When Ali, (then Cassius Clay) defeated Sonny Liston for the heavyweight title in 1964, and soon after publicly joined The Nation of Islam and then refused the draft, he immediately became not just a sports figure, but a revolutionary.
That's the case David Remnick makes in "King of the World,"
(Vintage Books, paper, $13), his biography of Ali from his youth in Louisville through his victories over Liston to gain and keep the heavyweight crown. Remnick does a remarkable job setting the stage for Ali's mammoth ascent. He describes the state of the sport of boxing, mob-infused and racially charged in an era when the civil rights movement was just gaining steam. He shows how in Ali's time, boxing was a morality play between Sonny Liston, the silent, menacing black character, and the apologetic, kowtowing "Uncle Tom," Floyd Patterson. The sportswriters of the time fed these racist notions, and the public bought them.
And most remarkably, Remnick describes how Ali was a huge underdog, so much so that his managers were silently praying that he would survive the first Liston bout and gave little thought to actually winning.
It's hard to conceive of a time, pre-Michael Jordan, when sport had no worldwide heroes, instantly recognizable and adored throughout the world. Similarly, it's just as difficult to imagine an era when a sporting figure could personify and politicize a monumental gulf such as race, as Ali did in the turbulent, divisive 1960s. But Remnick manages to evoke those times, and vividly portray the man who in many ways defined them. Mark Stroh"Plainsong"
by Kent Haruf (Knopf, $24) is a finalist in the competition for this year's National Book Award. There is good reason for this because Haruf has written a charming story of people in a small town whose troubles and emotions are those we see around us every day: mental illness, disappointment in marriage, a woman's lonesome pregnancy,but also love, generosity and the fight to keep one's integrity when it would be far easier to toss it aside.

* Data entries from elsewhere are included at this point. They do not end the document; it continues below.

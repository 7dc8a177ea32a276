//! List Errors
//!
//! Validation failures raised by list mutations.

use crate::item::ItemId;

/// Common result type for list operations
pub type ListResult<T> = Result<T, ListError>;

/// Why a list mutation was rejected
#[derive(Debug, Clone, Copy, PartialEq, Eq)]
pub enum ListError {
    /// Empty name, or a price that is missing, non-numeric or not positive
    InvalidInput,
    /// Another item already uses this name (case-insensitive)
    DuplicateName,
    /// No item with this id; callers treat it as a no-op
    UnknownItem(ItemId),
}

impl ListError {
    /// Whether the user should be told about this failure
    pub fn is_user_facing(&self) -> bool {
        !matches!(self, ListError::UnknownItem(_))
    }
}

impl std::fmt::Display for ListError {
    fn fmt(&self, f: &mut std::fmt::Formatter<'_>) -> std::fmt::Result {
        match self {
            ListError::InvalidInput => write!(f, "Please enter valid item name and price"),
            ListError::DuplicateName => write!(f, "This item already exists in your list!"),
            ListError::UnknownItem(id) => write!(f, "No item with id {}", id),
        }
    }
}

impl std::error::Error for ListError {}
//! Notification Banner Component
//!
//! Toast styled by severity; hidden again by the controller's timer.

use leptos::prelude::*;

use crate::context::use_list_controller;

#[component]
pub fn NotificationBanner() -> impl IntoView {
    let ctrl = use_list_controller();

    let banner_class = move || {
        let kind = ctrl
            .notification()
            .map(|n| n.kind.as_str())
            .unwrap_or_default();
        if ctrl.notification_visible() {
            format!("notification {}", kind)
        } else {
            format!("notification {} hidden", kind)
        }
    };

    view! {
        <div id="notification" class=banner_class>
            {move || ctrl.notification().map(|n| view! {
                <i class=n.kind.icon_class()></i>
                " "
                <span id="notificationText">{n.message}</span>
            })}
        </div>
    }
}
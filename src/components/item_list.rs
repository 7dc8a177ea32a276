//! Item List Component
//!
//! Rebuilds the rows from the list state after every change.

use leptos::prelude::*;
use shopping_list_core::{ItemRow, RowMode};

use crate::components::{EditItemForm, ListItem};
use crate::context::use_list_controller;

#[component]
fn EmptyState() -> impl IntoView {
    view! {
        <div class="empty-state">
            <i class="fas fa-shopping-basket"></i>
            <p>"Your shopping list is empty"</p>
            <p>"Add some items to get started"</p>
        </div>
    }
}

#[component]
pub fn ItemList() -> impl IntoView {
    let ctrl = use_list_controller();

    // Every displayed field is part of the key so any change rebuilds the row
    let row_key = |row: &ItemRow| {
        (row.item.id, row.item.name.clone(), row.item.price.to_bits(), row.mode)
    };

    let render_row = |row: ItemRow| {
        let leaving = row.mode == RowMode::Leaving;
        match row.mode {
            RowMode::Editing => view! { <EditItemForm item=row.item /> }.into_any(),
            RowMode::Display | RowMode::Leaving => {
                view! { <ListItem item=row.item leaving=leaving /> }.into_any()
            }
        }
    };

    view! {
        <ul id="itemsList" class="items-list">
            <Show when=move || !ctrl.is_empty() fallback=|| view! { <EmptyState /> }>
                <For each=move || ctrl.rows() key=row_key children=render_row />
            </Show>
        </ul>
    }
}
//! Edit Item Form Component
//!
//! Inline form that replaces a row while it is being edited.

use leptos::prelude::*;
use shopping_list_core::Item;

use crate::context::use_list_controller;

/// Inline editor pre-filled with the item's current values
#[component]
pub fn EditItemForm(item: Item) -> impl IntoView {
    let ctrl = use_list_controller();

    let id = item.id;
    let (name, set_name) = signal(item.name);
    let (price, set_price) = signal(item.price.to_string());

    let on_submit = move |ev: web_sys::SubmitEvent| {
        ev.prevent_default();
        ctrl.save_edit(id, &name.get_untracked(), &price.get_untracked());
    };

    view! {
        <li id=id.to_string() class="item editing">
            <form class="edit-form" on:submit=on_submit>
                <input
                    type="text"
                    class="edit-input"
                    required
                    prop:value=move || name.get()
                    on:input=move |ev| set_name.set(event_target_value(&ev))
                />
                <input
                    type="number"
                    class="edit-price"
                    step="0.01"
                    min="0"
                    required
                    prop:value=move || price.get()
                    on:input=move |ev| set_price.set(event_target_value(&ev))
                />
                <button type="submit" class="save-btn"><i class="fas fa-check"></i></button>
                <button type="button" class="cancel-btn" on:click=move |_| ctrl.cancel_edit()>
                    <i class="fas fa-times"></i>
                </button>
            </form>
        </li>
    }
}
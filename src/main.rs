//! Shopping List Frontend Entry Point

mod app;
mod components;
mod context;
mod logging;
mod store;

use app::App;
use leptos::prelude::*;
use shopping_list_core::ListConfig;

fn main() {
    console_error_panic_hook::set_once();

    let config = ListConfig::default();
    logging::init(config.log_level);
    log::info!("[APP] starting shopping list");

    mount_to_body(move || view! { <App config=config /> });
}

Haruf's style and method of relating his story make the book a plainsong a simple melody without complicated methods of delivery, yet with some repeated themes. There are two sets of brothers, for example, whose love and devotion to each other are clear. There is also Harufs writing style simple declarative sentences with occasional repeated phrases. His is a style closer to Hemingway than to Faulkner.

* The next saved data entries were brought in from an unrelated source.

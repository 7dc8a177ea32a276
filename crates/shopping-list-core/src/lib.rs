//! Shopping List Core
//!
//! Platform-independent list state for the shopping list widget.
//! The UI crate binds this to the DOM; nothing here touches the browser.

pub mod config;
pub mod error;
pub mod format;
pub mod item;
pub mod list;
pub mod notification;
pub mod pulse;

pub use config::ListConfig;
pub use error::{ListError, ListResult};
pub use format::{format_amount, format_price, parse_price};
pub use item::{Item, ItemId, PriceTier};
pub use list::{EditState, ItemRow, RowMode, ShoppingList, Summary};
pub use notification::{HideTicket, ListEvent, Notification, NotificationCenter, NotificationKind};
pub use pulse::{Pulse, PulseTicket};
//! Summary Bar Component
//!
//! Item count and running total.

use leptos::prelude::*;
use shopping_list_core::format_price;

use crate::context::use_list_controller;

#[component]
pub fn SummaryBar() -> impl IntoView {
    let ctrl = use_list_controller();
    let symbol = ctrl.config().currency_symbol;

    view! {
        <div class="summary">
            <div class="summary-item">
                <span class="summary-label">"Items: "</span>
                <span id="itemsCount">{move || ctrl.summary().count}</span>
            </div>
            <div class="summary-item">
                <span class="summary-label">"Total: "</span>
                <span
                    id="totalAmount"
                    class=move || if ctrl.total_pulsing() { "total-amount pulse" } else { "total-amount" }
                >
                    {move || format_price(ctrl.summary().total, symbol)}
                </span>
            </div>
        </div>
    }
}
//! List Controller
//!
//! The single owner of list mutations, shared via the Leptos Context API.
//! Views read derived state from it; every change goes through its methods.

use gloo_timers::callback::Timeout;
use leptos::prelude::*;
use shopping_list_core::{
    parse_price, ItemId, ItemRow, ListConfig, ListError, ListEvent, Notification, Summary,
};

use crate::store::{AppStateStoreFields, AppStore};

#[derive(Clone, Copy)]
pub struct ListController {
    store: AppStore,
    config: ListConfig,
}

impl ListController {
    pub fn new(store: AppStore, config: ListConfig) -> Self {
        Self { store, config }
    }

    pub fn config(&self) -> ListConfig {
        self.config
    }

    // ========================
    // Mutations
    // ========================

    /// Add an item from the raw form values.
    /// Returns true when the entry form should be cleared.
    pub fn add(&self, name: &str, price: &str) -> bool {
        let result = self.store.list().write().add(name, parse_price(price));
        match result {
            Ok(_) => {
                self.changed(ListEvent::Added);
                true
            }
            Err(err) => {
                self.report(err);
                false
            }
        }
    }

    pub fn start_edit(&self, id: ItemId) {
        let result = self.store.list().write().start_edit(id);
        if let Err(err) = result {
            self.report(err);
        }
    }

    /// Save the inline form; on failure the row stays in edit mode
    pub fn save_edit(&self, id: ItemId, name: &str, price: &str) {
        let result = self.store.list().write().save_edit(id, name, parse_price(price));
        match result {
            Ok(()) => self.changed(ListEvent::Updated),
            Err(err) => self.report(err),
        }
    }

    pub fn cancel_edit(&self) {
        self.store.list().write().cancel_edit();
    }

    /// Start the exit transition; the item is dropped once it elapses
    pub fn delete(&self, id: ItemId) {
        let started = self.store.list().write().begin_removal(id);
        if !started {
            log::debug!("[APP] ignoring delete of #{}", id);
            return;
        }

        let ctrl = *self;
        Timeout::new(self.config.removal_transition_ms, move || ctrl.finish_delete(id)).forget();
    }

    fn finish_delete(&self, id: ItemId) {
        let result = self.store.list().write().finish_removal(id);
        match result {
            Ok(_) => self.changed(ListEvent::Removed),
            Err(err) => self.report(err),
        }
    }

    /// Show a banner and schedule its auto-hide.
    /// A newer banner invalidates the pending hide of the older one.
    pub fn notify(&self, notification: Notification) {
        let ticket = self.store.notifications().write().show(notification);

        let store = self.store;
        Timeout::new(self.config.notification_hide_ms, move || {
            store.notifications().write().hide(ticket);
        })
        .forget();
    }

    fn changed(&self, event: ListEvent) {
        self.pulse_total();
        self.notify(event.notification());
    }

    fn report(&self, err: ListError) {
        match Notification::for_error(&err) {
            Some(notification) => self.notify(notification),
            None => log::debug!("[APP] {}", err),
        }
    }

    fn pulse_total(&self) {
        let ticket = self.store.total_pulse().write().start();

        let store = self.store;
        Timeout::new(self.config.total_pulse_ms, move || {
            store.total_pulse().write().end(ticket);
        })
        .forget();
    }

    // ========================
    // Derived views (tracked)
    // ========================

    pub fn rows(&self) -> Vec<ItemRow> {
        self.store.list().with(|list| list.rows())
    }

    pub fn is_empty(&self) -> bool {
        self.store.list().with(|list| list.is_empty())
    }

    pub fn summary(&self) -> Summary {
        self.store.list().with(|list| list.summary())
    }

    pub fn total_pulsing(&self) -> bool {
        self.store.total_pulse().with(|pulse| pulse.is_active())
    }

    pub fn notification(&self) -> Option<Notification> {
        self.store
            .notifications()
            .with(|center| center.current().cloned())
    }

    pub fn notification_visible(&self) -> bool {
        self.store.notifications().with(|center| center.is_visible())
    }
}

/// Get the list controller from context
pub fn use_list_controller() -> ListController {
    expect_context::<ListController>()
}
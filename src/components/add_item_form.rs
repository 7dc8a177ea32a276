//! Add Item Form Component
//!
//! Name and price inputs; submits on the button or on Enter in either field.

use leptos::html;
use leptos::prelude::*;

use crate::context::use_list_controller;

#[component]
pub fn AddItemForm() -> impl IntoView {
    let ctrl = use_list_controller();

    let (name, set_name) = signal(String::new());
    let (price, set_price) = signal(String::new());
    let name_input = NodeRef::<html::Input>::new();

    let submit = move || {
        if !ctrl.add(&name.get_untracked(), &price.get_untracked()) {
            return;
        }
        set_name.set(String::new());
        set_price.set(String::new());
        if let Some(input) = name_input.get_untracked() {
            let _ = input.focus();
        }
    };

    let on_keypress = move |ev: web_sys::KeyboardEvent| {
        if ev.key() == "Enter" {
            submit();
        }
    };

    view! {
        <div class="input-section">
            <input
                type="text"
                id="itemName"
                placeholder="Item name"
                node_ref=name_input
                prop:value=move || name.get()
                on:input=move |ev| set_name.set(event_target_value(&ev))
                on:keypress=on_keypress
            />
            <input
                type="number"
                id="itemPrice"
                placeholder="Price"
                step="0.01"
                min="0"
                prop:value=move || price.get()
                on:input=move |ev| set_price.set(event_target_value(&ev))
                on:keypress=on_keypress
            />
            <button id="addItemBtn" on:click=move |_| submit()>
                <i class="fas fa-plus"></i>" Add Item"
            </button>
        </div>
    }
}
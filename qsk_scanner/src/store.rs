//! Persistence of the scan cursor, recent local headers and the unscanned
//! retry log.

use std::collections::{BTreeMap, HashMap};
use std::path::{Path, PathBuf};
use std::sync::Mutex;

use qsk_common::{BlockHeader, UnscanRecord};
use serde::{Deserialize, Serialize};

use crate::error::Error;

/// How many recent headers each symbol keeps for fork rewind.
const LOCAL_HEADER_WINDOW: usize = 100;

/// Storage consulted and written by the scanner. All operations are
/// idempotent; the scanner sequences writes such that a crash leaves the
/// cursor pointing at a height already fully emitted.
pub trait ScanStore: Send + Sync {
    /// The persisted cursor, `(0, "")` when the symbol was never scanned.
    fn cursor(&self, symbol: &str) -> Result<(u64, String), Error>;

    fn save_cursor(&self, symbol: &str, height: u64, hash: &str) -> Result<(), Error>;

    /// Keep a recently scanned header for fork rewind. Implementations may
    /// prune headers well below the cursor.
    fn save_local_header(&self, header: &BlockHeader) -> Result<(), Error>;

    fn local_header(&self, symbol: &str, height: u64) -> Result<Option<BlockHeader>, Error>;

    fn unscan_records(&self, symbol: &str) -> Result<Vec<UnscanRecord>, Error>;

    /// Insert a new record or replace the one with the same
    /// `(symbol, height, tx_id)` key.
    fn save_unscan(&self, record: &UnscanRecord) -> Result<(), Error>;

    fn delete_unscan_by_height(&self, symbol: &str, height: u64) -> Result<(), Error>;

    fn delete_unscan_by_id(&self, symbol: &str, id: &str) -> Result<(), Error>;
}

#[derive(Debug, Default, Serialize, Deserialize)]
struct SymbolState {
    cursor_height: u64,
    cursor_hash: String,
    headers: BTreeMap<u64, BlockHeader>,
    unscan: Vec<UnscanRecord>,
}

impl SymbolState {
    fn save_header(&mut self, header: &BlockHeader) {
        self.headers.insert(header.height, header.clone());
        while self.headers.len() > LOCAL_HEADER_WINDOW {
            let oldest = match self.headers.keys().next() {
                Some(height) => *height,
                None => break,
            };
            self.headers.remove(&oldest);
        }
    }

    fn save_unscan(&mut self, record: &UnscanRecord) {
        match self.unscan.iter_mut().find(|r| r.id == record.id) {
            Some(existing) => *existing = record.clone(),
            None => self.unscan.push(record.clone()),
        }
    }
}

/// An in-memory store for tests and embedders that persist elsewhere.
#[derive(Debug, Default)]
pub struct MemoryStore {
    symbols: Mutex<HashMap<String, SymbolState>>,
}

impl MemoryStore {
    pub fn new() -> Self {
        Self::default()
    }

    fn with_state<T>(&self, symbol: &str, f: impl FnOnce(&mut SymbolState) -> T) -> T {
        let mut symbols = self.symbols.lock().expect("store poisoned");
        f(symbols.entry(symbol.to_string()).or_default())
    }
}

impl ScanStore for MemoryStore {
    fn cursor(&self, symbol: &str) -> Result<(u64, String), Error> {
        Ok(self.with_state(symbol, |state| {
            (state.cursor_height, state.cursor_hash.clone())
        }))
    }

    fn save_cursor(&self, symbol: &str, height: u64, hash: &str) -> Result<(), Error> {
        self.with_state(symbol, |state| {
            state.cursor_height = height;
            state.cursor_hash = hash.to_string();
        });
        Ok(())
    }

    fn save_local_header(&self, header: &BlockHeader) -> Result<(), Error> {
        self.with_state(&header.symbol, |state| state.save_header(header));
        Ok(())
    }

    fn local_header(&self, symbol: &str, height: u64) -> Result<Option<BlockHeader>, Error> {
        Ok(self.with_state(symbol, |state| state.headers.get(&height).cloned()))
    }

    fn unscan_records(&self, symbol: &str) -> Result<Vec<UnscanRecord>, Error> {
        Ok(self.with_state(symbol, |state| state.unscan.clone()))
    }

    fn save_unscan(&self, record: &UnscanRecord) -> Result<(), Error> {
        self.with_state(&record.symbol, |state| state.save_unscan(record));
        Ok(())
    }

    fn delete_unscan_by_height(&self, symbol: &str, height: u64) -> Result<(), Error> {
        self.with_state(symbol, |state| {
            state.unscan.retain(|r| r.block_height != height)
        });
        Ok(())
    }

    fn delete_unscan_by_id(&self, symbol: &str, id: &str) -> Result<(), Error> {
        self.with_state(symbol, |state| state.unscan.retain(|r| r.id != id));
        Ok(())
    }
}

/// A store keeping one JSON document per symbol under a directory, replaced
/// atomically on every write.
#[derive(Debug)]
pub struct FsStore {
    dir: PathBuf,
    // Serializes the read-modify-write cycle.
    lock: Mutex<()>,
}

impl FsStore {
    /// Open (and create if needed) a store under `dir`.
    pub fn new<P: AsRef<Path>>(dir: P) -> Result<Self, Error> {
        std::fs::create_dir_all(dir.as_ref())?;
        Ok(FsStore {
            dir: dir.as_ref().to_path_buf(),
            lock: Mutex::new(()),
        })
    }

    fn path(&self, symbol: &str) -> PathBuf {
        self.dir.join(format!("{symbol}.json"))
    }

    fn load(&self, symbol: &str) -> Result<SymbolState, Error> {
        let path = self.path(symbol);
        if !path.exists() {
            return Ok(SymbolState::default());
        }
        let bytes = std::fs::read(path)?;
        Ok(serde_json::from_slice(&bytes)?)
    }

    fn save(&self, symbol: &str, state: &SymbolState) -> Result<(), Error> {
        let path = self.path(symbol);
        let tmp = self.dir.join(format!("{symbol}.json.tmp"));
        std::fs::write(&tmp, serde_json::to_vec(state)?)?;
        std::fs::rename(&tmp, &path)?;
        Ok(())
    }

    fn update<T>(
        &self,
        symbol: &str,
        f: impl FnOnce(&mut SymbolState) -> T,
    ) -> Result<T, Error> {
        let _guard = self.lock.lock().expect("store poisoned");
        let mut state = self.load(symbol)?;
        let result = f(&mut state);
        self.save(symbol, &state)?;
        Ok(result)
    }

    fn read<T>(&self, symbol: &str, f: impl FnOnce(&SymbolState) -> T) -> Result<T, Error> {
        let _guard = self.lock.lock().expect("store poisoned");
        let state = self.load(symbol)?;
        Ok(f(&state))
    }
}

impl ScanStore for FsStore {
    fn cursor(&self, symbol: &str) -> Result<(u64, String), Error> {
        self.read(symbol, |state| {
            (state.cursor_height, state.cursor_hash.clone())
        })
    }

    fn save_cursor(&self, symbol: &str, height: u64, hash: &str) -> Result<(), Error> {
        self.update(symbol, |state| {
            state.cursor_height = height;
            state.cursor_hash = hash.to_string();
        })
    }

    fn save_local_header(&self, header: &BlockHeader) -> Result<(), Error> {
        self.update(&header.symbol, |state| state.save_header(header))
    }

    fn local_header(&self, symbol: &str, height: u64) -> Result<Option<BlockHeader>, Error> {
        self.read(symbol, |state| state.headers.get(&height).cloned())
    }

    fn unscan_records(&self, symbol: &str) -> Result<Vec<UnscanRecord>, Error> {
        self.read(symbol, |state| state.unscan.clone())
    }

    fn save_unscan(&self, record: &UnscanRecord) -> Result<(), Error> {
        self.update(&record.symbol, |state| state.save_unscan(record))
    }

    fn delete_unscan_by_height(&self, symbol: &str, height: u64) -> Result<(), Error> {
        self.update(symbol, |state| {
            state.unscan.retain(|r| r.block_height != height)
        })
    }

    fn delete_unscan_by_id(&self, symbol: &str, id: &str) -> Result<(), Error> {
        self.update(symbol, |state| state.unscan.retain(|r| r.id != id))
    }
}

While here and there it is a trifle off-putting to recognize the author's technique, Haruf succeeds with this book because he has drawn characters we care about, characters whose emotions and predicaments we recognize, and he has told their story well. I might put my money on this novel to be the winner.
Civil War buffs should take a look at Clint Johnson's "Touring Virginia's and West Virginia's Civil War Sites"
( softback, $19.95. Published by John E. Blair , this book has suggested tours, a bit of history and maps. If you are interested in sightseeing close to home, this should be a handy glove compartment companion.